Aquellos empresarios que fueron muy osados en sus inicios –porque tenían poco que perder y mucho por ganar– a medida que su patrimonio aumenta a lo largo de su gestión van asumiendo conductas menos osadas y más conservadoras. Saben que acumular un patrimonio sólido no es fácil y que a veces se va la vida tratando de lograrlo sin éxito. Han aprendido –a base de golpes y frustraciones– que la perseverancia, el esfuerzo y la suerte no siempre dan como resultado la ganancia deseada. Si bien emprender suele ser un gran estímulo para el alma no siempre genera beneficios ni los ingresos esperados. Por esa razón, es habitual que aquellos que lograron construir un patrimonio con sacrificio sean muy mesurados a la hora de arriesgar nuevamente su capital. Prefieren quedarse en una zona de confort antes que arriesgar en emprendimientos que lo pueden llevar a tener deudas, perder sus ahorros, quebrar o le impida enviar sus hijos a una escuela privada.
El temor a perder el patrimonio hace que un empresario piense varias veces antes de invertirlo en nuevo proyecto de riesgo. Por ese motivo, a la hora de emprender cada vez es más frecuente que los empresarios busquen fondos de inversión externos para financiar sus proyectos mientras guardan bajo siete llaves sus patrimonios personales. Sin embargo, para esos empresarios que pretenden que inversores externos financien sus proyectos tengo una noticia desalentadora. Esos inversores no abundan y no suelen aportar dinero en proyectos que no ofrezcan garantías de éxito o pago de intereses. La realidad muestra que sobre 100.000 emprendedores que tienen un proyecto bajo el brazo y buscan patrocinadores posiblemente solo exista un potencial inversionista dispuesto a examinar ese proyecto para evaluar si tiene posibilidades de alcanzar lo que promete.
Emprender es una actividad de riesgo por lo que nadie puede tener la certeza de que logrará los objetivos proyectados. Por eso, muchos emprendedores no ponen en juego sus patrimonios y los Fondos de Inversión no abundan ni son fáciles de convencer para que inviertan en un proyecto. Ante esta situación algunos empresarios, como se ha expresado, optan por no modificar su rutina productiva por lo que no arriesgan en nuevos proyectos. La otra mala noticia, es que al no llevar adelante innovaciones en la empresa se corre el riesgo de ser expulsado o ignorado por el mercado que constantemente busca nuevas propuestas de satisfacción.

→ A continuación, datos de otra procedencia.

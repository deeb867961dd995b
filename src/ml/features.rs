use crate::error::{AppError, Result};
use crate::models::{ApplicantRecord, CATEGORICAL_COLUMNS, NUMERIC_COLUMNS};
use ndarray::{Array1, Array2};
use serde::{Deserialize, Serialize};
use std::collections::BTreeSet;

/// Zero-mean, unit-variance scaling with statistics frozen at fit time
#[derive(Debug, Clone, PartialEq, Serialize, Deserialize)]
pub struct StandardScaler {
    means: Array1<f64>,
    scales: Array1<f64>,
}

impl StandardScaler {
    /// Fit on a (n_samples × n_columns) matrix. Population variance, as the
    /// scaler is applied to the same population it was fit on.
    pub fn fit(values: &Array2<f64>) -> Result<Self> {
        if values.nrows() == 0 {
            return Err(AppError::Processing(
                "cannot fit scaler on zero rows".to_string(),
            ));
        }

        let n = values.nrows() as f64;
        let means = values.sum_axis(ndarray::Axis(0)) / n;
        let centered = values - &means;
        let variances = centered.mapv(|v| v * v).sum_axis(ndarray::Axis(0)) / n;

        // Constant columns keep their centered value instead of dividing by zero
        let scales = variances.mapv(|v| if v > 0.0 { v.sqrt() } else { 1.0 });

        Ok(Self { means, scales })
    }

    pub fn transform_row(&self, row: &[f64]) -> Result<Array1<f64>> {
        if row.len() != self.means.len() {
            return Err(AppError::Processing(format!(
                "scaler expects {} values, got {}",
                self.means.len(),
                row.len()
            )));
        }
        Ok((Array1::from_vec(row.to_vec()) - &self.means) / &self.scales)
    }

    pub fn means(&self) -> &Array1<f64> {
        &self.means
    }

    pub fn scales(&self) -> &Array1<f64> {
        &self.scales
    }
}

/// Indicator encoding over the categories seen at fit time
#[derive(Debug, Clone, PartialEq, Serialize, Deserialize)]
pub struct OneHotEncoder {
    /// Sorted categories per column
    categories: Vec<Vec<String>>,
}

impl OneHotEncoder {
    pub fn fit<'a, I>(rows: I, n_columns: usize) -> Self
    where
        I: IntoIterator<Item = Vec<&'a str>>,
    {
        let mut seen: Vec<BTreeSet<String>> = vec![BTreeSet::new(); n_columns];
        for row in rows {
            for (set, value) in seen.iter_mut().zip(row) {
                set.insert(value.to_string());
            }
        }

        Self {
            categories: seen.into_iter().map(|s| s.into_iter().collect()).collect(),
        }
    }

    /// Total indicator width across all columns
    pub fn width(&self) -> usize {
        self.categories.iter().map(Vec::len).sum()
    }

    pub fn categories(&self) -> &[Vec<String>] {
        &self.categories
    }

    /// Encode one row into `out`. Unseen values leave their block all-zero.
    fn encode_into(&self, row: &[&str], out: &mut [f64]) {
        let mut offset = 0;
        for (categories, value) in self.categories.iter().zip(row) {
            if let Ok(idx) = categories.binary_search_by(|c| c.as_str().cmp(*value)) {
                out[offset + idx] = 1.0;
            }
            offset += categories.len();
        }
    }
}

/// Column-wise preprocessing of applicant records.
///
/// Output layout is fixed once fitted:
/// `[scaled numerics | one-hot blocks in column order | passthrough columns]`
#[derive(Debug, Clone, PartialEq, Serialize, Deserialize)]
pub struct ColumnTransformer {
    scaler: Option<StandardScaler>,
    encoder: Option<OneHotEncoder>,

    /// Extra numeric columns passed through unchanged, sorted by name
    passthrough: Vec<String>,

    n_features: usize,
    is_fitted: bool,
}

impl Default for ColumnTransformer {
    fn default() -> Self {
        Self::new()
    }
}

impl ColumnTransformer {
    pub fn new() -> Self {
        Self {
            scaler: None,
            encoder: None,
            passthrough: Vec::new(),
            n_features: 0,
            is_fitted: false,
        }
    }

    /// Fit scaler and encoder on the training records only
    pub fn fit(&mut self, records: &[ApplicantRecord]) -> Result<()> {
        let first = records.first().ok_or_else(|| {
            AppError::Processing("cannot fit transform on an empty record set".to_string())
        })?;

        let passthrough: Vec<String> = first.extra.keys().cloned().collect();

        let numeric: Vec<f64> = records
            .iter()
            .flat_map(|r| r.numeric_values())
            .collect();
        let numeric = Array2::from_shape_vec((records.len(), NUMERIC_COLUMNS.len()), numeric)?;

        let scaler = StandardScaler::fit(&numeric)?;
        let encoder = OneHotEncoder::fit(
            records.iter().map(|r| r.categorical_values().to_vec()),
            CATEGORICAL_COLUMNS.len(),
        );

        self.n_features = NUMERIC_COLUMNS.len() + encoder.width() + passthrough.len();
        self.scaler = Some(scaler);
        self.encoder = Some(encoder);
        self.passthrough = passthrough;
        self.is_fitted = true;

        // Every training record must carry the same passthrough columns
        for record in records {
            self.passthrough_values(record)?;
        }

        Ok(())
    }

    /// Transform a single record into a feature vector
    pub fn transform_one(&self, record: &ApplicantRecord) -> Result<Array1<f64>> {
        let (scaler, encoder) = self.fitted_parts()?;

        let mut features = Array1::zeros(self.n_features);
        let scaled = scaler.transform_row(&record.numeric_values())?;
        let n_numeric = scaled.len();
        features
            .slice_mut(ndarray::s![..n_numeric])
            .assign(&scaled);

        let onehot_end = n_numeric + encoder.width();
        if let Some(out) = features
            .slice_mut(ndarray::s![n_numeric..onehot_end])
            .as_slice_mut()
        {
            encoder.encode_into(&record.categorical_values(), out);
        }

        for (offset, value) in self.passthrough_values(record)?.into_iter().enumerate() {
            features[onehot_end + offset] = value;
        }

        Ok(features)
    }

    /// Transform a batch of records into a (n_records × n_features) matrix
    pub fn transform(&self, records: &[ApplicantRecord]) -> Result<Array2<f64>> {
        let mut matrix = Array2::zeros((records.len(), self.n_features()));
        for (mut row, record) in matrix.rows_mut().into_iter().zip(records) {
            row.assign(&self.transform_one(record)?);
        }
        Ok(matrix)
    }

    /// Fit and transform in one step
    pub fn fit_transform(&mut self, records: &[ApplicantRecord]) -> Result<Array2<f64>> {
        self.fit(records)?;
        self.transform(records)
    }

    /// Output column names, e.g. `umur` or `pekerjaan=PNS`
    pub fn feature_names(&self) -> Vec<String> {
        let mut names: Vec<String> = NUMERIC_COLUMNS.iter().map(|c| c.to_string()).collect();
        if let Some(encoder) = &self.encoder {
            for (column, categories) in CATEGORICAL_COLUMNS.iter().zip(encoder.categories()) {
                names.extend(categories.iter().map(|c| format!("{column}={c}")));
            }
        }
        names.extend(self.passthrough.iter().cloned());
        names
    }

    pub fn passthrough_columns(&self) -> &[String] {
        &self.passthrough
    }

    pub fn scaler(&self) -> Option<&StandardScaler> {
        self.scaler.as_ref()
    }

    pub fn n_features(&self) -> usize {
        self.n_features
    }

    pub fn is_fitted(&self) -> bool {
        self.is_fitted
    }

    fn fitted_parts(&self) -> Result<(&StandardScaler, &OneHotEncoder)> {
        match (&self.scaler, &self.encoder) {
            (Some(scaler), Some(encoder)) if self.is_fitted => Ok((scaler, encoder)),
            _ => Err(AppError::Processing(
                "ColumnTransformer must be fitted before transform".to_string(),
            )),
        }
    }

    fn passthrough_values(&self, record: &ApplicantRecord) -> Result<Vec<f64>> {
        self.passthrough
            .iter()
            .map(|column| {
                record.extra.get(column).copied().ok_or_else(|| {
                    AppError::Processing(format!("missing passthrough column '{column}'"))
                })
            })
            .collect()
    }
}
use crate::error::{AppError, Result};
use crate::models::{
    ApplicantRecord, RiskClass, CATEGORICAL_COLUMNS, NUMERIC_COLUMNS, OUTCOME_COLUMN,
};
use rand::rngs::StdRng;
use rand::seq::SliceRandom;
use rand::SeedableRng;
use std::collections::{BTreeMap, HashMap};
use std::path::Path;
use std::str::FromStr;
use tracing::info;

/// Labelled applicant records, `labels[i]` belongs to `records[i]`
#[derive(Debug, Clone, Default, PartialEq)]
pub struct TrainingDataset {
    pub records: Vec<ApplicantRecord>,

    /// 1 = creditworthy, 0 = not creditworthy
    pub labels: Vec<u8>,
}

impl TrainingDataset {
    /// Read a delimited file with a header row
    pub fn load_csv(path: impl AsRef<Path>, delimiter: char) -> Result<Self> {
        let path = path.as_ref();
        let text = std::fs::read_to_string(path).map_err(|e| {
            AppError::Dataset(format!("failed to read {}: {e}", path.display()))
        })?;

        let dataset = Self::parse(&text, delimiter)?;
        let (negatives, positives) = dataset.class_counts();
        info!(
            path = %path.display(),
            rows = dataset.len(),
            positives,
            negatives,
            "Loaded training data"
        );
        Ok(dataset)
    }

    /// Parse delimited text. The first record is the header; the ten
    /// applicant columns and the outcome column are required, any other
    /// column is read as a numeric passthrough feature. Quoted fields, a
    /// leading UTF-8 BOM and blank lines are accepted.
    pub fn parse(text: &str, delimiter: char) -> Result<Self> {
        let delimiter = u8::try_from(delimiter)
            .ok()
            .filter(u8::is_ascii)
            .ok_or_else(|| {
                AppError::Dataset(format!("delimiter must be a single ASCII character, got {delimiter:?}"))
            })?;
        let text = text.strip_prefix('\u{feff}').unwrap_or(text);

        let mut reader = csv::ReaderBuilder::new()
            .delimiter(delimiter)
            .trim(csv::Trim::All)
            .flexible(false)
            .from_reader(text.as_bytes());

        let header = reader.headers()?.clone();
        if header.iter().all(str::is_empty) {
            return Err(AppError::Dataset("training data is empty".to_string()));
        }
        let columns = ColumnIndex::from_header(&header)?;

        let mut dataset = Self::default();
        for row in reader.records() {
            let row = row?;
            let line_no = row.position().map(|p| p.line()).unwrap_or_default();
            let fields: Vec<&str> = row.iter().collect();

            let (record, label) = columns.read_row(&fields, line_no)?;
            dataset.records.push(record);
            dataset.labels.push(label);
        }

        if dataset.is_empty() {
            return Err(AppError::Dataset(
                "training data has a header but no rows".to_string(),
            ));
        }
        Ok(dataset)
    }

    pub fn len(&self) -> usize {
        self.records.len()
    }

    pub fn is_empty(&self) -> bool {
        self.records.is_empty()
    }

    /// `(negatives, positives)`
    pub fn class_counts(&self) -> (usize, usize) {
        let positives = self.labels.iter().filter(|&&l| l == 1).count();
        (self.labels.len() - positives, positives)
    }

    /// Split into `(train, test)` keeping the class ratio in both parts.
    ///
    /// Each class contributes `round(count * test_size)` rows to the test
    /// split, at least one and never all of them. Rows keep their original
    /// order within each split.
    pub fn stratified_split(&self, test_size: f64, seed: u64) -> Result<(Self, Self)> {
        if !(test_size > 0.0 && test_size < 1.0) {
            return Err(AppError::Dataset(format!(
                "test size must be in (0, 1), got {test_size}"
            )));
        }

        let mut by_class: BTreeMap<u8, Vec<usize>> = BTreeMap::new();
        for (idx, &label) in self.labels.iter().enumerate() {
            by_class.entry(label).or_default().push(idx);
        }
        if by_class.len() < 2 {
            return Err(AppError::Dataset(
                "stratified split needs both classes present".to_string(),
            ));
        }

        let mut rng = StdRng::seed_from_u64(seed);
        let mut test_idx = Vec::new();
        let mut train_idx = Vec::new();

        for (label, mut indices) in by_class {
            if indices.len() < 2 {
                return Err(AppError::Dataset(format!(
                    "class {label} has only {} row(s), at least 2 are needed to split",
                    indices.len()
                )));
            }

            let n_test = ((indices.len() as f64 * test_size).round() as usize)
                .clamp(1, indices.len() - 1);

            indices.shuffle(&mut rng);
            test_idx.extend_from_slice(&indices[..n_test]);
            train_idx.extend_from_slice(&indices[n_test..]);
        }

        train_idx.sort_unstable();
        test_idx.sort_unstable();

        Ok((self.subset(&train_idx), self.subset(&test_idx)))
    }

    fn subset(&self, indices: &[usize]) -> Self {
        Self {
            records: indices.iter().map(|&i| self.records[i].clone()).collect(),
            labels: indices.iter().map(|&i| self.labels[i]).collect(),
        }
    }
}

/// Header positions of every column the loader reads
struct ColumnIndex {
    numeric: [usize; NUMERIC_COLUMNS.len()],
    categorical: [usize; CATEGORICAL_COLUMNS.len()],
    outcome: usize,
    passthrough: Vec<(String, usize)>,
}

impl ColumnIndex {
    fn from_header(header: &csv::StringRecord) -> Result<Self> {
        let names: Vec<&str> = header.iter().collect();

        let mut positions: HashMap<&str, usize> = HashMap::new();
        for (idx, &name) in names.iter().enumerate() {
            if name.is_empty() {
                return Err(AppError::Dataset(format!("header column {} is empty", idx + 1)));
            }
            if positions.insert(name, idx).is_some() {
                return Err(AppError::Dataset(format!("duplicate column '{name}'")));
            }
        }

        let find = |column: &str| {
            positions
                .get(column)
                .copied()
                .ok_or_else(|| AppError::Dataset(format!("missing required column '{column}'")))
        };

        let mut numeric = [0; NUMERIC_COLUMNS.len()];
        for (slot, column) in numeric.iter_mut().zip(NUMERIC_COLUMNS) {
            *slot = find(column)?;
        }
        let mut categorical = [0; CATEGORICAL_COLUMNS.len()];
        for (slot, column) in categorical.iter_mut().zip(CATEGORICAL_COLUMNS) {
            *slot = find(column)?;
        }
        let outcome = find(OUTCOME_COLUMN)?;

        let passthrough = names
            .iter()
            .copied()
            .enumerate()
            .filter(|(_, name)| {
                !NUMERIC_COLUMNS.contains(name)
                    && !CATEGORICAL_COLUMNS.contains(name)
                    && *name != OUTCOME_COLUMN
            })
            .map(|(idx, name)| (name.to_string(), idx))
            .collect();

        Ok(Self {
            numeric,
            categorical,
            outcome,
            passthrough,
        })
    }

    fn read_row(&self, fields: &[&str], line_no: u64) -> Result<(ApplicantRecord, u8)> {
        let number = |column: &str, idx: usize| -> Result<f64> {
            fields[idx].parse::<f64>().map_err(|_| {
                AppError::Dataset(format!(
                    "line {line_no}: column '{column}' is not a number: '{}'",
                    fields[idx]
                ))
            })
        };

        let mut numeric = [0.0; NUMERIC_COLUMNS.len()];
        for ((value, column), &idx) in numeric.iter_mut().zip(NUMERIC_COLUMNS).zip(&self.numeric) {
            *value = number(column, idx)?;
        }
        let [status_pernikahan, pekerjaan, riwayat_kredit, tujuan_kredit] =
            self.categorical.map(|idx| fields[idx].to_string());

        let mut extra = BTreeMap::new();
        for (column, idx) in &self.passthrough {
            extra.insert(column.clone(), number(column, *idx)?);
        }

        let outcome = RiskClass::from_str(fields[self.outcome]).map_err(|_| {
            AppError::Dataset(format!(
                "line {line_no}: unknown outcome '{}' in column '{OUTCOME_COLUMN}'",
                fields[self.outcome]
            ))
        })?;

        let [umur, jumlah_tanggungan, jumlah_penghasilan, jumlah_tabungan, jumlah_pengajuan, tenor] =
            numeric;

        let record = ApplicantRecord {
            umur,
            jumlah_tanggungan,
            jumlah_penghasilan,
            jumlah_tabungan,
            jumlah_pengajuan,
            tenor,
            status_pernikahan,
            pekerjaan,
            riwayat_kredit,
            tujuan_kredit,
            extra,
        };
        Ok((record, outcome.creditworthy_label()))
    }
}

No invertir en nuevos proyectos seguramente hará que, con el paso del tiempo, el empresario sea más pobre porque al no diversificar ni generar cambios en la producción sus ingresos se irán reduciendo por falta de interés del mercado.
Si un empresario quiere conservar su capital e incrementarlo no puede dejar de arriesgar, innovar y mantenerse activo en el mercado. Para mantenerse vigente y generar mayores ingresos debe estar constantemente arriesgando, innovando y emprendiendo proyectos que generen expectativas en el mercado y sean rentables. Para conservar los ahorros atesorados o hacerlos crecer es necesario que produzca bienes que la sociedad demanda, emprenda constantemente nuevos proyectos o invierta en la Bolsa. Para mantener la vigencia debe acompañar la movilidad del mercado y generar proyectos que le reporten mayores ingresos. Si tiene miedo a asumir nuevos riesgos que pongan en peligro su patrimonio y se aferra a una rutina sin innovaciones comprobará que sus ahorros irán mermando con el paso del tiempo.